### Task inputs ###

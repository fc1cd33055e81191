// Copyright (C) 2026 Fred Clausen
// Use of this source code is governed by an MIT-style
// license that can be found in the LICENSE file or at
// https://opensource.org/licenses/MIT.

//! Per-course role assignments and authorization queries.

use crate::error::CoreError;
use gradebook_domain::{
    DomainError, PermissionSet, Role, UserId, default_permissions, validate_user_id,
};
use std::collections::{BTreeMap, BTreeSet};

/// Maps users to roles, and roles to permission sets, for one course.
///
/// A user's effective permissions are the union over every role they hold.
/// Users with no role entry are unknown: authorization queries about them
/// fail with [`CoreError::UnknownUser`] instead of answering "no permissions".
#[derive(Debug, Clone, PartialEq, Eq)]
pub struct RoleManager {
    grants: BTreeMap<Role, PermissionSet>,
    assignments: BTreeMap<UserId, BTreeSet<Role>>,
}

impl RoleManager {
    /// Creates a role manager using the built-in role permission table.
    #[must_use]
    pub fn new() -> Self {
        Self::with_grants(
            Role::ALL
                .into_iter()
                .map(|role| (role, default_permissions(role)))
                .collect(),
        )
    }

    /// Creates a role manager with an explicit role permission table.
    ///
    /// Roles absent from `grants` confer no permissions.
    #[must_use]
    pub const fn with_grants(grants: BTreeMap<Role, PermissionSet>) -> Self {
        Self {
            grants,
            assignments: BTreeMap::new(),
        }
    }

    /// The permission set granted by a single role.
    #[must_use]
    pub fn role_permissions(&self, role: Role) -> PermissionSet {
        self.grants.get(&role).cloned().unwrap_or_default()
    }

    /// Returns the union of the permissions of every role `user` holds.
    ///
    /// # Errors
    ///
    /// Returns `CoreError::UnknownUser` if the user holds no role.
    pub fn get_perms(&self, user: &UserId) -> Result<PermissionSet, CoreError> {
        let roles: &BTreeSet<Role> = self.roles_of(user)?;
        Ok(roles
            .iter()
            .fold(PermissionSet::empty(), |acc, role| {
                acc.union(&self.role_permissions(*role))
            }))
    }

    /// Returns the roles held by `user`.
    ///
    /// # Errors
    ///
    /// Returns `CoreError::UnknownUser` if the user holds no role.
    pub fn get_roles(&self, user: &UserId) -> Result<BTreeSet<Role>, CoreError> {
        self.roles_of(user).cloned()
    }

    /// Whether `user` currently holds `role`. Unknown users hold nothing.
    #[must_use]
    pub fn has_role(&self, user: &UserId, role: Role) -> bool {
        self.assignments
            .get(user)
            .is_some_and(|roles| roles.contains(&role))
    }

    /// Whether `user` has any role entry.
    #[must_use]
    pub fn is_registered(&self, user: &UserId) -> bool {
        self.assignments.contains_key(user)
    }

    /// Iterates over every user with a role entry.
    pub fn users(&self) -> impl Iterator<Item = &UserId> {
        self.assignments.keys()
    }

    /// Grants `role` to `user`, registering the user if needed.
    ///
    /// # Errors
    ///
    /// Returns an error if the user id is invalid or the role is already held.
    pub fn grant_role(&mut self, user: &UserId, role: Role) -> Result<(), CoreError> {
        validate_user_id(user)?;
        let roles: &mut BTreeSet<Role> = self.assignments.entry(user.clone()).or_default();
        if !roles.insert(role) {
            return Err(DomainError::RoleAlreadyGranted {
                user: user.clone(),
                role: role.to_string(),
            }
            .into());
        }
        Ok(())
    }

    /// Revokes `role` from `user`.
    ///
    /// Revoking a user's last role removes their entry entirely, after which
    /// the user is unknown to this course.
    ///
    /// # Errors
    ///
    /// Returns an error if the user is unknown or does not hold the role.
    pub fn revoke_role(&mut self, user: &UserId, role: Role) -> Result<(), CoreError> {
        let roles: &mut BTreeSet<Role> = self
            .assignments
            .get_mut(user)
            .ok_or_else(|| CoreError::UnknownUser(user.clone()))?;
        if !roles.remove(&role) {
            return Err(DomainError::RoleNotHeld {
                user: user.clone(),
                role: role.to_string(),
            }
            .into());
        }
        if roles.is_empty() {
            self.assignments.remove(user);
        }
        Ok(())
    }

    /// Replaces the role entry of `user` wholesale. `None` removes the entry.
    pub(crate) fn restore_roles(&mut self, user: &UserId, roles: Option<BTreeSet<Role>>) {
        match roles {
            Some(roles) if !roles.is_empty() => {
                self.assignments.insert(user.clone(), roles);
            }
            _ => {
                self.assignments.remove(user);
            }
        }
    }

    /// The current role entry of `user`, if any.
    pub(crate) fn role_entry(&self, user: &UserId) -> Option<BTreeSet<Role>> {
        self.assignments.get(user).cloned()
    }

    fn roles_of(&self, user: &UserId) -> Result<&BTreeSet<Role>, CoreError> {
        self.assignments
            .get(user)
            .ok_or_else(|| CoreError::UnknownUser(user.clone()))
    }
}

impl Default for RoleManager {
    fn default() -> Self {
        Self::new()
    }
}
// Copyright (C) 2026 Fred Clausen
// Use of this source code is governed by an MIT-style
// license that can be found in the LICENSE file or at
// https://opensource.org/licenses/MIT.

use crate::apply::Inverse;
use crate::config::RemovalPolicy;
use crate::role_manager::RoleManager;
use gradebook_audit::{AuditEvent, StateSnapshot};
use gradebook_domain::{
    Assignment, AssignmentCategory, AssignmentGrade, AssignmentId, AssignmentSubmission,
    CategoryId, GradeSchemaRef, LatePolicyRef, StudentRecord, UserId,
};
use std::collections::BTreeMap;

/// Key of the per-`(assignment, student)` submission and grade maps.
pub type WorkKey = (AssignmentId, UserId);

/// The complete mutable state of one course offering.
///
/// `CourseState` is a plain value: cloning it yields a fully independent
/// copy. Transitions never edit a state in place; they produce a new one.
#[derive(Debug, Clone, PartialEq)]
pub struct CourseState {
    /// Name of the course.
    pub name: String,
    /// Converts scores into letter grades.
    pub grade_schema: GradeSchemaRef,
    /// Penalizes late submissions.
    pub late_policy: LatePolicyRef,
    /// Who holds which role in this course.
    pub role_manager: RoleManager,
    /// One record per enrolled student.
    pub student_records: BTreeMap<UserId, StudentRecord>,
    /// Categories, each owning its assignments.
    pub assignment_categories: BTreeMap<CategoryId, AssignmentCategory>,
    /// At most one submission per `(assignment, student)`.
    pub submissions: BTreeMap<WorkKey, AssignmentSubmission>,
    /// At most one grade per `(assignment, student)`.
    pub grades: BTreeMap<WorkKey, AssignmentGrade>,
}

impl CourseState {
    /// Creates an empty course state.
    #[must_use]
    pub const fn new(
        name: String,
        grade_schema: GradeSchemaRef,
        late_policy: LatePolicyRef,
        role_manager: RoleManager,
    ) -> Self {
        Self {
            name,
            grade_schema,
            late_policy,
            role_manager,
            student_records: BTreeMap::new(),
            assignment_categories: BTreeMap::new(),
            submissions: BTreeMap::new(),
            grades: BTreeMap::new(),
        }
    }

    /// Whether `student` has a record in this course.
    #[must_use]
    pub fn is_enrolled(&self, student: &UserId) -> bool {
        self.student_records.contains_key(student)
    }

    /// Whether any submission or grade belongs to `student`.
    ///
    /// Under [`RemovalPolicy::Retain`] this can hold for a student who is no
    /// longer enrolled.
    #[must_use]
    pub fn has_work(&self, student: &UserId) -> bool {
        self.submissions
            .keys()
            .chain(self.grades.keys())
            .any(|(_, owner)| owner == student)
    }

    /// Finds an assignment in any category, with the id of its category.
    #[must_use]
    pub fn find_assignment(&self, id: &AssignmentId) -> Option<(&CategoryId, &Assignment)> {
        self.assignment_categories
            .iter()
            .find_map(|(category_id, category)| {
                category.assignment(id).map(|a| (category_id, a))
            })
    }

    /// Iterates over every assignment across all categories.
    pub fn assignments(&self) -> impl Iterator<Item = &Assignment> {
        self.assignment_categories
            .values()
            .flat_map(|category| category.assignments.values())
    }

    /// Checks the cross-collection invariants of the course.
    ///
    /// - Every enrolled student has a role entry.
    /// - Every student a submission or grade belongs to has a role entry,
    ///   enrolled or not.
    /// - Every submission and grade references an existing assignment.
    /// - Under [`RemovalPolicy::Purge`], every submission and grade
    ///   references an enrolled student.
    #[must_use]
    pub fn invariants_hold(&self, removal_policy: RemovalPolicy) -> bool {
        let records_registered: bool = self
            .student_records
            .keys()
            .all(|student| self.role_manager.is_registered(student));

        let work_keys = || self.submissions.keys().chain(self.grades.keys());

        let work_registered: bool =
            work_keys().all(|(_, student)| self.role_manager.is_registered(student));

        let assignments_exist: bool =
            work_keys().all(|(assignment, _)| self.find_assignment(assignment).is_some());

        let students_enrolled: bool = match removal_policy {
            RemovalPolicy::Retain => true,
            RemovalPolicy::Purge => work_keys().all(|(_, student)| self.is_enrolled(student)),
        };

        records_registered && work_registered && assignments_exist && students_enrolled
    }

    /// Converts the state to a compact summary for audit purposes.
    #[must_use]
    pub fn to_audit_snapshot(&self) -> StateSnapshot {
        StateSnapshot::new(format!(
            "name={},students_count={},categories_count={},assignments_count={},submissions_count={},grades_count={},users_count={},grade_schema={},late_policy={}",
            self.name,
            self.student_records.len(),
            self.assignment_categories.len(),
            self.assignments().count(),
            self.submissions.len(),
            self.grades.len(),
            self.role_manager.users().count(),
            self.grade_schema.name(),
            self.late_policy.name(),
        ))
    }
}

/// The result of a successful state transition.
///
/// Transitions are atomic: they either succeed completely or fail without side effects.
#[derive(Debug, Clone, PartialEq)]
pub struct TransitionResult {
    /// The new state after the transition.
    pub new_state: CourseState,
    /// Restores the prior state, unless the command was terminal.
    pub inverse: Option<Inverse>,
    /// The audit event recording this transition.
    pub audit_event: AuditEvent,
}
// Copyright (C) 2026 Fred Clausen
// Use of this source code is governed by an MIT-style
// license that can be found in the LICENSE file or at
// https://opensource.org/licenses/MIT.

use crate::apply::Inverse;
use crate::command::Command;
use crate::error::CoreError;
use gradebook_audit::AuditEvent;
use gradebook_domain::UserId;
use time::OffsetDateTime;

/// One executed command, as recorded in the history.
#[derive(Debug, Clone, PartialEq)]
pub struct HistoryEntry {
    /// The command that was executed.
    pub command: Command,
    /// The user who executed it.
    pub actor: UserId,
    /// When it was executed.
    pub executed_at: OffsetDateTime,
    /// Restores the state the command was applied to. `None` for terminal commands.
    pub inverse: Option<Inverse>,
    /// The audit event produced by the transition.
    pub audit_event: AuditEvent,
}

impl HistoryEntry {
    /// Whether this entry can be undone.
    #[must_use]
    pub const fn is_reversible(&self) -> bool {
        self.inverse.is_some()
    }
}

/// Ordered record of executed commands for one course.
///
/// Entries appear in execution order. The history is append-only except
/// for [`CommandHistory::pop_for_undo`], which only ever removes the most
/// recent entry.
#[derive(Debug, Clone, Default, PartialEq)]
pub struct CommandHistory {
    entries: Vec<HistoryEntry>,
}

impl CommandHistory {
    /// Creates an empty history.
    #[must_use]
    pub const fn new() -> Self {
        Self {
            entries: Vec::new(),
        }
    }

    /// Appends an entry.
    pub(crate) fn append(&mut self, entry: HistoryEntry) {
        self.entries.push(entry);
    }

    /// Returns the most recent entry without removing it.
    #[must_use]
    pub fn last(&self) -> Option<&HistoryEntry> {
        self.entries.last()
    }

    /// Checks that the most recent entry can be undone and returns it.
    ///
    /// # Errors
    ///
    /// - `CoreError::NothingToUndo` if the history is empty
    /// - `CoreError::IrreversibleCommand` if the most recent entry is terminal
    pub fn peek_undoable(&self) -> Result<&HistoryEntry, CoreError> {
        let entry: &HistoryEntry = self.entries.last().ok_or(CoreError::NothingToUndo)?;
        if !entry.is_reversible() {
            return Err(CoreError::IrreversibleCommand {
                action: entry.command.name().to_string(),
            });
        }
        Ok(entry)
    }

    /// Removes the most recent entry if it can be undone, returning its
    /// command and inverse.
    ///
    /// On error the history is left unchanged.
    ///
    /// # Errors
    ///
    /// Same as [`CommandHistory::peek_undoable`].
    pub(crate) fn pop_for_undo(&mut self) -> Result<(Command, Inverse), CoreError> {
        self.peek_undoable()?;
        match self.entries.pop() {
            Some(HistoryEntry {
                command,
                inverse: Some(inverse),
                ..
            }) => Ok((command, inverse)),
            Some(entry) => {
                let action: String = entry.command.name().to_string();
                self.entries.push(entry);
                Err(CoreError::IrreversibleCommand { action })
            }
            None => Err(CoreError::NothingToUndo),
        }
    }

    /// All entries, oldest first.
    #[must_use]
    pub fn entries(&self) -> &[HistoryEntry] {
        &self.entries
    }

    /// Number of recorded entries.
    #[must_use]
    pub fn len(&self) -> usize {
        self.entries.len()
    }

    /// Whether nothing has been recorded.
    #[must_use]
    pub fn is_empty(&self) -> bool {
        self.entries.is_empty()
    }
}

###

Your instructions: Would you retype exactly the lines above, from the line with "use std::collections::BTreeMap;" to the line with "a fully independent", with both end lines kept and nothing more?

Response box:
use std::collections::BTreeMap;

/// Key of the per-`(assignment, student)` submission and grade maps.
pub type WorkKey = (AssignmentId, UserId);

/// The complete mutable state of one course offering.
///
/// `CourseState` is a plain value: cloning it yields a fully independent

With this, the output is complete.